* _INSTRUCTIONS TO FOLLOW_
Exactly reproduce the lines from the top of the entries below through the line containing "tools answer with", with both ends included.
[Start of Attachment]
//! Wiring from configuration to a running server or a freshly built index.

use std::path::Path;
use std::sync::Arc;

use anyhow::{Context, Result};
use tracing::{info, warn};
use tracing_subscriber::{layer::SubscriberExt, util::SubscriberInitExt, EnvFilter};
use zhimi_core::{
    load_documents, split_documents, Embedder, Llm, RetrievalEngine, SqliteChunkIndex,
    TextSplitter, UserMemoryManager, ZhimiConfig,
};
use zhimi_embeddings::EmbedderFactory;
use zhimi_llm::LlmFactory;

use crate::server::ZhimiServer;

/// Log to stderr; stdout carries the MCP transport.
pub fn init_tracing() {
    tracing_subscriber::registry()
        .with(
            tracing_subscriber::fmt::layer()
                .with_writer(std::io::stderr)
                .with_ansi(false),
        )
        .with(EnvFilter::try_from_default_env().unwrap_or_else(|_| EnvFilter::new("info")))
        .init();
}

/// Build the server with providers constructed from `config`.
pub async fn build_server(config: &ZhimiConfig) -> Result<ZhimiServer> {
    let llm = LlmFactory::from_config(&config.llm).context("creating LLM provider")?;
    let embedder =
        EmbedderFactory::from_config(&config.embedder).context("creating embedder")?;
    build_server_with(config, llm, embedder).await
}

/// Build the server around the given providers.
///
/// A missing or empty index is not fatal: the retrieval tools answer with
/// the "index not built" advisory until `zhimi-index` has been run.
pub async fn build_server_with(
    config: &ZhimiConfig,
    llm: Arc<dyn Llm>,
    embedder: Arc<dyn Embedder>,
) -> Result<ZhimiServer> {
    let index_path = config.index_path();
    let index = Arc::new(
        SqliteChunkIndex::open(&index_path, embedder)
            .with_context(|| format!("opening chunk index at {}", index_path.display()))?,
    );

    let retrieval = if index.is_empty()? {
        warn!(path = %index_path.display(), "Chunk index is empty; run zhimi-index first");
        RetrievalEngine::new(config.retrieval.clone())
    } else {
        RetrievalEngine::from_index(index, config.retrieval.clone())
            .await
            .context("building lexical ranker")?
    };

    let memory_path = config.memory_path();
    let memory = UserMemoryManager::from_config(&config.memory, &memory_path, llm)
        .with_context(|| format!("opening memory table at {}", memory_path.display()))?;
    info!(
        index = %index_path.display(),
        memory = %memory_path.display(),
        ready = retrieval.is_ready(),
        "Server state initialized"
    );

    Ok(ZhimiServer::new(
        Arc::new(retrieval),
        Arc::new(memory),
        config.memory.default_user_id.clone(),
    ))
}

/// Load every document under `source_dir`, split it and replace the chunk
/// index. Returns the number of chunks written.
pub async fn build_index(
    config: &ZhimiConfig,
    source_dir: &Path,
    embedder: Arc<dyn Embedder>,
) -> Result<usize> {
    let documents = load_documents(source_dir, &config.ingest.extensions)?;
    let splitter = TextSplitter::from_config(&config.ingest)?;
    let chunks = split_documents(&documents, &splitter);
    info!(documents = documents.len(), chunks = chunks.len(), "Split documents");

    let index = SqliteChunkIndex::open(config.index_path(), embedder)?
        .with_batch_size(config.embedder.config.batch_size);
    let written = index.rebuild(&chunks).await?;
    Ok(written)
}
[End of Attachment]
* _YOUR RESPONSE_
//! Wiring from configuration to a running server or a freshly built index.

use std::path::Path;
use std::sync::Arc;

use anyhow::{Context, Result};
use tracing::{info, warn};
use tracing_subscriber::{layer::SubscriberExt, util::SubscriberInitExt, EnvFilter};
use zhimi_core::{
    load_documents, split_documents, Embedder, Llm, RetrievalEngine, SqliteChunkIndex,
    TextSplitter, UserMemoryManager, ZhimiConfig,
};
use zhimi_embeddings::EmbedderFactory;
use zhimi_llm::LlmFactory;

use crate::server::ZhimiServer;

/// Log to stderr; stdout carries the MCP transport.
pub fn init_tracing() {
    tracing_subscriber::registry()
        .with(
            tracing_subscriber::fmt::layer()
                .with_writer(std::io::stderr)
                .with_ansi(false),
        )
        .with(EnvFilter::try_from_default_env().unwrap_or_else(|_| EnvFilter::new("info")))
        .init();
}

/// Build the server with providers constructed from `config`.
pub async fn build_server(config: &ZhimiConfig) -> Result<ZhimiServer> {
    let llm = LlmFactory::from_config(&config.llm).context("creating LLM provider")?;
    let embedder =
        EmbedderFactory::from_config(&config.embedder).context("creating embedder")?;
    build_server_with(config, llm, embedder).await
}

/// Build the server around the given providers.
///
/// A missing or empty index is not fatal: the retrieval tools answer with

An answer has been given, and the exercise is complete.